The point about DxO Optics is the program is completely automatic once
[snip]
Post by Colin.D
The really big thing is, you show it the folder full of images, tell it
to start, and it automatically corrects every image without further
intervention.  On my computer, a 3 GHz P4 machine with a gig of memory,
it processes an image in about 40 seconds, and will process three images
at once, so an average of about 14 seconds per image.  The biggest run I
have done was about 800 raw images of Hong Hong, which I let run overnight.
[snip]
Post by Colin.D
PTLens and PS4 work, but as I understand it PTlens is a manual
operation.  I guess you might set up an action in PS to automate it, but
then it is not able to correct the many other aspects that DxO does.

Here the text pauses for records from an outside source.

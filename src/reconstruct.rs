//! # Tide Height Reconstruction
//!
//! Turns a port's discrete tide samples into a total water depth series on a
//! fixed-cadence grid.
//!
//! ## Processing Pipeline
//! 1. **Select**: keep only the samples whose port name matches exactly
//! 2. **Sort**: stable sort by timestamp (input order is not trusted; duplicate
//!    timestamps are kept in their original relative order)
//! 3. **Axis**: map each timestamp to seconds after the earliest sample
//! 4. **Interpolate**: piecewise-linear between neighbouring samples
//! 5. **Sample**: evaluate on the grid and add the approach depth
//!
//! ## Extrapolation
//! Grid points before the first or after the last sample are extrapolated
//! linearly from the nearest segment. Far from the sampled range the result
//! drifts without bound; callers are expected to supply tide data that covers
//! the forecast horizon.
//!
//! The caller hands over an owned `Vec<TideSample>`, so sorting and the derived
//! time axis never touch the shared sample table.

use crate::{error::ForecastError, Port, TideSample};
use chrono::{Duration, NaiveDateTime};
use tracing::debug;

/// Default forecast horizon
pub const DEFAULT_HORIZON_DAYS: i64 = 14;

/// Default spacing between grid points
pub const DEFAULT_CADENCE_MINUTES: i64 = 1;

/// Length and resolution of the depth grid.
#[derive(Clone, Copy, Debug, PartialEq, Eq)]
pub struct ForecastSettings {
    /// Total time span covered by the grid
    pub horizon: Duration,
    /// Spacing between consecutive grid points
    pub cadence: Duration,
}

impl Default for ForecastSettings {
    fn default() -> Self {
        ForecastSettings {
            horizon: Duration::days(DEFAULT_HORIZON_DAYS),
            cadence: Duration::minutes(DEFAULT_CADENCE_MINUTES),
        }
    }
}

impl ForecastSettings {
    /// Number of grid points, `horizon / cadence` rounded down.
    ///
    /// 20160 for the default 14 days at one-minute cadence.
    pub fn grid_len(&self) -> usize {
        let cadence = self.cadence.num_milliseconds();
        if cadence <= 0 {
            return 0;
        }
        (self.horizon.num_milliseconds().max(0) / cadence) as usize
    }
}

/// Evenly spaced timestamps starting at the arrival instant.
#[derive(Clone, Debug, PartialEq)]
pub struct TimeGrid {
    times: Vec<NaiveDateTime>,
    cadence: Duration,
}

impl TimeGrid {
    /// Build the grid `start, start + cadence, ...` with `horizon / cadence` points.
    ///
    /// # Errors
    /// - [`ForecastError::InvalidCadence`] if the cadence is not positive
    /// - [`ForecastError::InvalidHorizon`] if the horizon is shorter than one cadence
    pub fn new(start: NaiveDateTime, settings: &ForecastSettings) -> Result<Self, ForecastError> {
        let cadence_ms = settings.cadence.num_milliseconds();
        if cadence_ms <= 0 {
            return Err(ForecastError::InvalidCadence { millis: cadence_ms });
        }
        let horizon_ms = settings.horizon.num_milliseconds();
        if horizon_ms < cadence_ms {
            return Err(ForecastError::InvalidHorizon {
                horizon_millis: horizon_ms,
                cadence_millis: cadence_ms,
            });
        }

        let times = (0..settings.grid_len() as i64)
            .map(|step| start + Duration::milliseconds(cadence_ms * step))
            .collect();

        Ok(TimeGrid {
            times,
            cadence: settings.cadence,
        })
    }

    pub fn times(&self) -> &[NaiveDateTime] {
        &self.times
    }

    pub fn cadence(&self) -> Duration {
        self.cadence
    }

    pub fn len(&self) -> usize {
        self.times.len()
    }

    pub fn is_empty(&self) -> bool {
        self.times.is_empty()
    }

    pub fn first(&self) -> Option<NaiveDateTime> {
        self.times.first().copied()
    }

    pub fn last(&self) -> Option<NaiveDateTime> {
        self.times.last().copied()
    }
}

/// Total water depth at every point of a [`TimeGrid`].
#[derive(Clone, Debug, PartialEq)]
pub struct DepthSeries {
    grid: TimeGrid,
    depths: Vec<f64>,
}

impl DepthSeries {
    /// Pair a grid with depth values; `None` if the lengths differ.
    pub fn from_parts(grid: TimeGrid, depths: Vec<f64>) -> Option<Self> {
        (grid.len() == depths.len()).then_some(DepthSeries { grid, depths })
    }

    pub fn grid(&self) -> &TimeGrid {
        &self.grid
    }

    pub fn depths(&self) -> &[f64] {
        &self.depths
    }

    pub fn len(&self) -> usize {
        self.depths.len()
    }

    pub fn is_empty(&self) -> bool {
        self.depths.is_empty()
    }

    /// `(timestamp, depth)` pairs in grid order.
    pub fn iter(&self) -> impl Iterator<Item = (NaiveDateTime, f64)> + '_ {
        self.grid.times.iter().copied().zip(self.depths.iter().copied())
    }

    /// Smallest and largest depth, or `None` for an empty series.
    pub fn depth_range(&self) -> Option<(f64, f64)> {
        if self.depths.is_empty() {
            return None;
        }
        Some(
            self.depths
                .iter()
                .fold((f64::INFINITY, f64::NEG_INFINITY), |(min, max), &d| {
                    (min.min(d), max.max(d))
                }),
        )
    }
}

/// Piecewise-linear function through sorted `(x, y)` points.
///
/// Evaluation outside `[x_first, x_last]` continues the first or last
/// non-degenerate segment.
#[derive(Clone, Debug, PartialEq)]
pub struct LinearInterpolant {
    xs: Vec<f64>,
    ys: Vec<f64>,
}

impl LinearInterpolant {
    /// Build from points sorted by `x`.
    ///
    /// Returns `None` unless there are at least two distinct `x` values.
    pub fn new(points: &[(f64, f64)]) -> Option<Self> {
        let (first, last) = (points.first()?, points.last()?);
        if first.0 >= last.0 {
            return None;
        }
        let (xs, ys) = points.iter().copied().unzip();
        Some(LinearInterpolant { xs, ys })
    }

    /// Value at `x`.
    ///
    /// At a timestamp shared by several points the first of them wins.
    pub fn evaluate(&self, x: f64) -> f64 {
        let n = self.xs.len();
        let below = self.xs.partition_point(|&v| v < x);

        let mut hi = below.clamp(1, n - 1);
        let mut lo = hi - 1;

        // Duplicate x values at either end form zero-width segments; step past them.
        while self.xs[hi] <= self.xs[lo] {
            if below == 0 {
                hi += 1;
            } else {
                lo -= 1;
            }
        }

        let alpha = (x - self.xs[lo]) / (self.xs[hi] - self.xs[lo]);
        self.ys[lo] + alpha * (self.ys[hi] - self.ys[lo])
    }
}

/// Seconds from `origin` to `instant`, with millisecond resolution.
fn seconds_since(origin: NaiveDateTime, instant: NaiveDateTime) -> f64 {
    (instant - origin).num_milliseconds() as f64 / 1000.0
}

/// Reconstruct the total depth series for `port` starting at `arrival`.
///
/// `samples` is the caller's private copy of the tide table (or of the port's
/// slice of it); samples for other ports are ignored.
///
/// # Errors
/// - [`ForecastError::NoTideData`] if the port has fewer than two distinct
///   sample timestamps
/// - [`ForecastError::InvalidCadence`] if the grid cadence is not positive
/// - [`ForecastError::InvalidHorizon`] if the horizon is shorter than one cadence
pub fn reconstruct_depths(
    port: &Port,
    mut samples: Vec<TideSample>,
    arrival: NaiveDateTime,
    settings: &ForecastSettings,
) -> Result<DepthSeries, ForecastError> {
    samples.retain(|s| s.port_name == port.name);
    samples.sort_by_key(|s| s.timestamp);

    let distinct = samples
        .windows(2)
        .filter(|pair| pair[0].timestamp != pair[1].timestamp)
        .count()
        + usize::from(!samples.is_empty());

    let no_data = || ForecastError::NoTideData {
        port_name: port.name.clone(),
        distinct,
    };
    let origin = samples.first().map(|s| s.timestamp).ok_or_else(no_data)?;

    let points: Vec<(f64, f64)> = samples
        .iter()
        .map(|s| (seconds_since(origin, s.timestamp), s.height))
        .collect();
    let curve = LinearInterpolant::new(&points).ok_or_else(no_data)?;

    let grid = TimeGrid::new(arrival, settings)?;
    let depths: Vec<f64> = grid
        .times()
        .iter()
        .map(|&t| port.approach_depth + curve.evaluate(seconds_since(origin, t)))
        .collect();

    debug!(
        port = %port.name,
        samples = samples.len(),
        grid_points = grid.len(),
        "reconstructed depth series"
    );

    Ok(DepthSeries { grid, depths })
}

Sorry, I meant Photoshop CS4, not PS4! DxO sounds good...I don't
batch many photos, preferring to work on each individual photo.
Running PTLens is no big step as a Photoshop filter as part of my
workflow.I've got something that works for me now, and I don't feel
the need to update at the present time. Perhaps in the future! Do DxO
have a trial version? Definitely worth a look.
Thanks.
--
Kulvinder Singh Matharu
Website :www.metalvortex.com
Contact :www.metalvortex.com/contact/
Brain! Brain! What is brain?!
Yes DXO has a trial version... it can even be extended once it runs
out. It's cool if you have a workflow that you are happy with, but
the problem for me with Photoshop for RAW conversions, is that the
image quality it produces has always been sub-par with other
applications such as DXO or Capture One..... just my experience.